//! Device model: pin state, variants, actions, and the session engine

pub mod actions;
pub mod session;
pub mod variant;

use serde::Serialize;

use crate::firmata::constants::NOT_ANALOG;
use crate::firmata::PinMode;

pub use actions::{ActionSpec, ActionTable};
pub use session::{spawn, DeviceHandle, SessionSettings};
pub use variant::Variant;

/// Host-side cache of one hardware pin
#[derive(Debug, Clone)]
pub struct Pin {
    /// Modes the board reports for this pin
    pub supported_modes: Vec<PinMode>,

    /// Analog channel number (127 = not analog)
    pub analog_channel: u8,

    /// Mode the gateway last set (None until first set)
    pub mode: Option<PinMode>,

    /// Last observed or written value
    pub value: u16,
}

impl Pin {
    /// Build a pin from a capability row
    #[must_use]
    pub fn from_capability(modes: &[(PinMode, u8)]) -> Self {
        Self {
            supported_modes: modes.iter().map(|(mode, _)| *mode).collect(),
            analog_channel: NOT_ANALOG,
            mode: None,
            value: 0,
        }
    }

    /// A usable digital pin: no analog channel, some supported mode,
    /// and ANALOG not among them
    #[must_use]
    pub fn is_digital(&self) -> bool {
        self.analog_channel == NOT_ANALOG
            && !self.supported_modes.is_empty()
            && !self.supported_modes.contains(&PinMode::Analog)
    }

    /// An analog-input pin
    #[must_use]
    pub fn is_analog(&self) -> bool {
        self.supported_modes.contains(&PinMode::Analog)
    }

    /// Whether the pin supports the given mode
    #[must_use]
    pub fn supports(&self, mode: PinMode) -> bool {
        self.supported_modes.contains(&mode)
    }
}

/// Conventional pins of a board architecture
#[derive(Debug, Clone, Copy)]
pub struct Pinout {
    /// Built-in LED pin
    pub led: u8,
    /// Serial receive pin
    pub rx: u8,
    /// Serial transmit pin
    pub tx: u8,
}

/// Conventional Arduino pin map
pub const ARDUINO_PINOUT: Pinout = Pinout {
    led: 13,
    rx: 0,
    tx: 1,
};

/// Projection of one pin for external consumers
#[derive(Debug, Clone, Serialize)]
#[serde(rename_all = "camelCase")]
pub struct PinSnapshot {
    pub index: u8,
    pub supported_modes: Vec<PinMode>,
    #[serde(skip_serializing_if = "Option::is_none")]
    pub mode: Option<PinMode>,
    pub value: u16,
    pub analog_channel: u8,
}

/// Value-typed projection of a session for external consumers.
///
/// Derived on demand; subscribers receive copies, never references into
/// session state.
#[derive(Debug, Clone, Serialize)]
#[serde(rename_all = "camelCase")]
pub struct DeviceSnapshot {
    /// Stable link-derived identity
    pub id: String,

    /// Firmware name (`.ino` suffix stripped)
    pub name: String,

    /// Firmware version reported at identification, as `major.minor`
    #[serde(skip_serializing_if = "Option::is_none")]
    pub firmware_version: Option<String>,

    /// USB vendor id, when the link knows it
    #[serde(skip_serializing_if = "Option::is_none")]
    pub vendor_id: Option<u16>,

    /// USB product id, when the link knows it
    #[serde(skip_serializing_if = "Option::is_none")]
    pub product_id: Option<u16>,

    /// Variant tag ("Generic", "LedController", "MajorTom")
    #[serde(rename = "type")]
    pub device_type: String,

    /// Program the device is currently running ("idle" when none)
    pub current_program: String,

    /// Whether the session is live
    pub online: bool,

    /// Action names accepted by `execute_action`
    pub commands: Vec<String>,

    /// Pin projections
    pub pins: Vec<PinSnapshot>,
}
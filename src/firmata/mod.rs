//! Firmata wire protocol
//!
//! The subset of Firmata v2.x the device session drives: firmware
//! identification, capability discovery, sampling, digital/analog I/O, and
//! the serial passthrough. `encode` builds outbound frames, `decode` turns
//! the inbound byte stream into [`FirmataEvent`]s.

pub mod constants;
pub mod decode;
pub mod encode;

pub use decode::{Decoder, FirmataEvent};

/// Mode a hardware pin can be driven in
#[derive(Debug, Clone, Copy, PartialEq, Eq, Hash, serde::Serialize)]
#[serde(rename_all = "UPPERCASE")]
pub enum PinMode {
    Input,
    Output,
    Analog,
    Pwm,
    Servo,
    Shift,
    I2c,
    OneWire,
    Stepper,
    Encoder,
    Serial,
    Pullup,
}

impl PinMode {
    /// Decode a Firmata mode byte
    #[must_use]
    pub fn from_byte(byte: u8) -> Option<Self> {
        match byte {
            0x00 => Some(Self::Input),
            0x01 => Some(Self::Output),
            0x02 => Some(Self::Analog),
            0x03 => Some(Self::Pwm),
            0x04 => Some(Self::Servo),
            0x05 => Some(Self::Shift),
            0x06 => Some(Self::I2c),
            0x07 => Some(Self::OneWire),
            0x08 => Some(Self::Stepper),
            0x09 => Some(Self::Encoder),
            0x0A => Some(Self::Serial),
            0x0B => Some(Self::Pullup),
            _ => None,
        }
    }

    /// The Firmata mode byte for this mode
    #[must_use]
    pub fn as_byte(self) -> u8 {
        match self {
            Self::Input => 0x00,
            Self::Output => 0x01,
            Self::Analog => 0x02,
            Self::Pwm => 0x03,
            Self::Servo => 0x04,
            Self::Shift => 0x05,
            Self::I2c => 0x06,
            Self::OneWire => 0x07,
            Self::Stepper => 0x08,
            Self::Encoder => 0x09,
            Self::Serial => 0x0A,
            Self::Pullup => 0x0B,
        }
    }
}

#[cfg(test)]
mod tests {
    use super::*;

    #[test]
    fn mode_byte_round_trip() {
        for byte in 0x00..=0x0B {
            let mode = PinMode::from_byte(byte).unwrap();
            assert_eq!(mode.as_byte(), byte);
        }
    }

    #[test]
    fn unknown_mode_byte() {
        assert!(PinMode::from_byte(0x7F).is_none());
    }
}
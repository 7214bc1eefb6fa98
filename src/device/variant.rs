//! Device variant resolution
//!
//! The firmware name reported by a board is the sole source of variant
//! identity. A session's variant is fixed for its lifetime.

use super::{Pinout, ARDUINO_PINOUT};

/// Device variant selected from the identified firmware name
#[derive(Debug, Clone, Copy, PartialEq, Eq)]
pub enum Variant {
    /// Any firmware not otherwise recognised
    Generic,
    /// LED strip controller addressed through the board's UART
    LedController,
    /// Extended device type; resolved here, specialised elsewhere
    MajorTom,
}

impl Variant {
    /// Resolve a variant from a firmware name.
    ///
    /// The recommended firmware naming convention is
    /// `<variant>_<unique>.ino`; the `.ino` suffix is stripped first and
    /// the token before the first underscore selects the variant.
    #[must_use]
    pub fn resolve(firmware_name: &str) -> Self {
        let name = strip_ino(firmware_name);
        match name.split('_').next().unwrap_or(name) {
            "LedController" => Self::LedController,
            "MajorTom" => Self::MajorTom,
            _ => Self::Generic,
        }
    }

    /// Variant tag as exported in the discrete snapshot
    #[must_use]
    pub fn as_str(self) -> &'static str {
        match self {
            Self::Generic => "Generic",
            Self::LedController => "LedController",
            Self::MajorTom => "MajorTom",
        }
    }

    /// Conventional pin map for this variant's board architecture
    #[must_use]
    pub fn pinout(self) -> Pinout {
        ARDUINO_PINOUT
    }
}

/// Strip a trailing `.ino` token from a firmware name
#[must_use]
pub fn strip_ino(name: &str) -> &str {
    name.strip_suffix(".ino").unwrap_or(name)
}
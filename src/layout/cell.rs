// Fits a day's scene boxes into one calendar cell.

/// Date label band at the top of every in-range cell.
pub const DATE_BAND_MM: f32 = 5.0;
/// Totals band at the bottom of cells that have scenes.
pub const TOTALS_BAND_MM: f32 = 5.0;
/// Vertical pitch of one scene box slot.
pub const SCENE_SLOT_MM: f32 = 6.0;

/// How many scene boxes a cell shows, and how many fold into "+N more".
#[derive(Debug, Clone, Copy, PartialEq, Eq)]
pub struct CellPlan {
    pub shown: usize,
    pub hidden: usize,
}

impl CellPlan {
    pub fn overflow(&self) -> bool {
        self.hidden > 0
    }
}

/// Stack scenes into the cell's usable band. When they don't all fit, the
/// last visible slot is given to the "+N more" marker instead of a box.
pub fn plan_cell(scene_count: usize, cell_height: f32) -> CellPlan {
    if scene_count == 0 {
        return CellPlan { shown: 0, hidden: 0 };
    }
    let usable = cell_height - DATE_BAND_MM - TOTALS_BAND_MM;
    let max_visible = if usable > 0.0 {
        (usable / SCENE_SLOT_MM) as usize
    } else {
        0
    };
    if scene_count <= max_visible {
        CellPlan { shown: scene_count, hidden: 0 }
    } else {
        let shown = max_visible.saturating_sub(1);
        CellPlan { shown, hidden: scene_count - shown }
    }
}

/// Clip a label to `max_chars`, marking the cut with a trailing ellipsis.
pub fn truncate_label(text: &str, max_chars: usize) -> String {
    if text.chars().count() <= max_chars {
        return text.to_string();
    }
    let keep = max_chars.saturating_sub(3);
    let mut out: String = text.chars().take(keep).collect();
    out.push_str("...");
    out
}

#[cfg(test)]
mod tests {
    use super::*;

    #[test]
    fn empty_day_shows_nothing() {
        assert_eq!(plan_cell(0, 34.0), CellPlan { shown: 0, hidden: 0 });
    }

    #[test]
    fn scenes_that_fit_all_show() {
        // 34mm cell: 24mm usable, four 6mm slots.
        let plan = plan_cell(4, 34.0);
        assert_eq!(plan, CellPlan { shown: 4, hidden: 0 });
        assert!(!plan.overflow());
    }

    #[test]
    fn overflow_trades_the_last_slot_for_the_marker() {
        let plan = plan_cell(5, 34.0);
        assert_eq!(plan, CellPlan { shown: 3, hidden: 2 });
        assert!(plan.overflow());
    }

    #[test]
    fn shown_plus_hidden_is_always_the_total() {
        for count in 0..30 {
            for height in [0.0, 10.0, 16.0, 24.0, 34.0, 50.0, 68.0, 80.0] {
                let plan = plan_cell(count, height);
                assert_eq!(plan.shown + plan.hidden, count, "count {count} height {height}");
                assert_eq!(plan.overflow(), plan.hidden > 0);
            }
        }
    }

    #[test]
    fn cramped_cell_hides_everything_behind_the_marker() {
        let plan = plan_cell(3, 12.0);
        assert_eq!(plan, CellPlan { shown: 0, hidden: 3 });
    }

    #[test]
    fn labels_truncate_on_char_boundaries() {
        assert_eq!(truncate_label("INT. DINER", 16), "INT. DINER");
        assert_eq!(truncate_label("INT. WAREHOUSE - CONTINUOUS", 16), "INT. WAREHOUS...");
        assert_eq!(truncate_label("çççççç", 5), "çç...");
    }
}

# # #

Give the count of lines in the records above that hold the string "crate", and only that count.

2